Alberto Fernández logró quedarse con la presidencia de la Nación en primera vuelta. Si bien en su discurso de asunción priorizó la lucha contra el hambre y la reactivación económica, sin mencionar a Vaca Muerta, puso en marcha una nueva YPF. Guillermo Nielsen fue designado y puesto en funciones a cargo de la empresa el 13 de diciembre, mucho antes de abril, cuando vencía formalmente el cargo de Miguel Gutiérrez. La necesidad de un nuevo plan para la compañía era urgente.

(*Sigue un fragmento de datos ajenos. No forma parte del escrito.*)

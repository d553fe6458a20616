//! camwire - Camera/station wire protocol
//!
//! Encodes camera stream reports into checksummed packets carrying a JPEG
//! frame, and station commands into old/new value pairs from which the camera
//! derives what changed.

pub mod config;
pub mod frame;
pub mod protocol;

pub use frame::{ImageCodec, JpegCodec};
pub use protocol::{
    CameraStatus, Changes, CodecError, CodecResult, CommandPacket, ResolutionTier, StreamPacket,
};
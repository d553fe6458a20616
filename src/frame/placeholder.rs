//! Placeholder frames
//!
//! Solid black frames with centered white text, shown when a camera has no
//! image to send or a station lost its camera.

use font8x8::{UnicodeFonts, BASIC_FONTS};
use image::{Rgb, RgbImage};

/// Text of the frame carried by a freshly initialized stream packet
pub const NO_IMAGE_TEXT: &str = "NO CAMERA IMAGE";

const GLYPH_SIZE: u32 = 8;
const BACKGROUND: Rgb<u8> = Rgb([0, 0, 0]);
const FOREGROUND: Rgb<u8> = Rgb([255, 255, 255]);

/// Render `text` centered in white on a black `width` x `height` frame
///
/// Lines are split on `\n`. Glyphs are scaled up by an integer factor so the
/// widest line covers roughly 60% of the frame; anything that does not fit is
/// clipped.
pub fn placeholder(width: u32, height: u32, text: &str) -> RgbImage {
    let mut image = RgbImage::from_pixel(width, height, BACKGROUND);

    let lines: Vec<&str> = text.lines().collect();
    let columns = lines.iter().map(|l| l.chars().count()).max().unwrap_or(0) as u32;
    if columns == 0 || width == 0 || height == 0 {
        return image;
    }

    let rows = lines.len() as u32;
    let scale = (width * 3 / 5 / (columns * GLYPH_SIZE))
        .min(height / (rows * GLYPH_SIZE * 6).max(1))
        .max(1);
    let glyph = GLYPH_SIZE * scale;
    let line_height = glyph + scale * 2;

    let block_height = rows * line_height - scale * 2;
    let top = (height as i64 - block_height as i64) / 2;

    for (row, line) in lines.iter().enumerate() {
        let line_width = line.chars().count() as u32 * glyph;
        let left = (width as i64 - line_width as i64) / 2;
        let y = top + row as i64 * line_height as i64;

        for (col, c) in line.chars().enumerate() {
            let x = left + col as i64 * glyph as i64;
            draw_glyph(&mut image, c, x, y, scale);
        }
    }

    image
}

fn draw_glyph(image: &mut RgbImage, c: char, x: i64, y: i64, scale: u32) {
    let Some(bitmap) = BASIC_FONTS.get(c) else {
        return;
    };

    let (width, height) = (image.width() as i64, image.height() as i64);
    let scale = scale as i64;

    for (gy, bits) in bitmap.iter().enumerate() {
        for gx in 0..GLYPH_SIZE as i64 {
            if bits & (1 << gx) == 0 {
                continue;
            }

            for dy in 0..scale {
                for dx in 0..scale {
                    let px = x + gx * scale + dx;
                    let py = y + gy as i64 * scale + dy;
                    if (0..width).contains(&px) && (0..height).contains(&py) {
                        image.put_pixel(px as u32, py as u32, FOREGROUND);
                    }
                }
            }
        }
    }
}

#[cfg(test)]
mod tests {
    use super::*;

    fn lit_bounds(image: &RgbImage) -> Option<(u32, u32, u32, u32)> {
        let mut bounds: Option<(u32, u32, u32, u32)> = None;
        for (x, y, pixel) in image.enumerate_pixels() {
            if *pixel == FOREGROUND {
                bounds = Some(match bounds {
                    None => (x, y, x, y),
                    Some((x0, y0, x1, y1)) => (x0.min(x), y0.min(y), x1.max(x), y1.max(y)),
                });
            }
        }
        bounds
    }

    #[test]
    fn test_size_and_background() {
        let image = placeholder(640, 480, NO_IMAGE_TEXT);
        assert_eq!(image.dimensions(), (640, 480));
        assert_eq!(*image.get_pixel(0, 0), BACKGROUND);
        assert_eq!(*image.get_pixel(639, 479), BACKGROUND);
    }

    #[test]
    fn test_text_is_centered() {
        let image = placeholder(640, 480, NO_IMAGE_TEXT);
        let (x0, y0, x1, y1) = lit_bounds(&image).expect("text should be drawn");

        let center_x = (x0 + x1) / 2;
        let center_y = (y0 + y1) / 2;
        assert!((300..=340).contains(&center_x), "center x {center_x}");
        assert!((220..=260).contains(&center_y), "center y {center_y}");
    }

    #[test]
    fn test_empty_text_is_black() {
        let image = placeholder(64, 48, "");
        assert!(lit_bounds(&image).is_none());
    }

    #[test]
    fn test_tiny_frame_clips() {
        let image = placeholder(4, 4, "DISCONNECTED");
        assert_eq!(image.dimensions(), (4, 4));
    }
}
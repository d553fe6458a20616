//! CRC-32 checksum engine
//!
//! Standard reflected CRC-32 (polynomial 0xEDB88320, init 0xFFFFFFFF, final
//! complement). The lookup table is built at compile time and shared read-only.

use crc::{Crc, CRC_32_ISO_HDLC};

use super::CHECKSUM_SIZE;

static CRC32: Crc<u32> = Crc::<u32>::new(&CRC_32_ISO_HDLC);

/// Compute the CRC-32 of `data`
#[inline]
pub fn compute(data: &[u8]) -> u32 {
    CRC32.checksum(data)
}

/// Encode a checksum as the big-endian packet prefix
#[inline]
pub fn to_prefix(crc: u32) -> [u8; CHECKSUM_SIZE] {
    crc.to_be_bytes()
}

/// Read a big-endian checksum prefix, if at least 4 bytes are available
#[inline]
pub fn from_prefix(data: &[u8]) -> Option<u32> {
    let prefix: [u8; CHECKSUM_SIZE] = data.get(..CHECKSUM_SIZE)?.try_into().ok()?;
    Some(u32::from_be_bytes(prefix))
}

#[cfg(test)]
mod tests {
    use super::*;

    #[test]
    fn test_check_value() {
        assert_eq!(compute(b"123456789"), 0xCBF4_3926);
    }

    #[test]
    fn test_empty_input() {
        assert_eq!(compute(&[]), 0);
    }

    #[test]
    fn test_known_vector() {
        assert_eq!(
            compute(b"The quick brown fox jumps over the lazy dog"),
            0x414F_A339
        );
    }

    #[test]
    fn test_prefix_is_big_endian() {
        assert_eq!(to_prefix(0xCBF4_3926), [0xCB, 0xF4, 0x39, 0x26]);
        assert_eq!(from_prefix(&[0xCB, 0xF4, 0x39, 0x26, 0xFF]), Some(0xCBF4_3926));
        assert_eq!(from_prefix(&[0xCB, 0xF4, 0x39]), None);
    }
}
//! Protocol module - Defines the wire protocol between cameras and stations
//!
//! Two packet kinds travel over the wire:
//! - Stream packets (camera -> station): 4 bytes CRC-32 (big-endian) followed
//!   by a JSON record carrying settings, status and a base-64 JPEG frame
//! - Command packets (station -> camera): a bare JSON record of old/new value
//!   pairs, from which the receiver derives per-field "changed" flags

pub mod checksum;
mod codec;
pub mod limits;
mod message;

pub use codec::*;
pub use limits::{clamp_fps, dimensions_for, watchdog_timeout};
pub use message::*;

/// Record layout version written under the `v` key of every record
pub const PROTOCOL_VERSION: u32 = 1;

/// Port on which stations listen for stream packets
pub const STREAM_PORT: u16 = 1100;

/// Port on which cameras listen for command packets
pub const COMMAND_PORT: u16 = 1150;

/// Size of the checksum prefix on stream packets
pub const CHECKSUM_SIZE: usize = 4;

Las dos señales que recibió Neuquén en estos casi veinte días de gestión del albertismo fueron la baja al 8% de las retenciones a la exportación de petróleo y el avance de un proyecto de ley para “desriskear” a Vaca Muerta -garantizarle a los inversores que funciona independiente de los avatares de la macro-, que sería monitoreado por el propio Nielsen.
A este último punto se le incorpora el anuncio del diputado nacional Darío Martínez sobre la posibilidad de una ley para el shale, un instrumento en paralelo a la Ley Nacional de Hidrocarburos. En la Casa Rosada quieren empezar a trabajarla.
La palabra que resuena en estos últimos días del 2019 para Vaca Muerta es “expectativa”.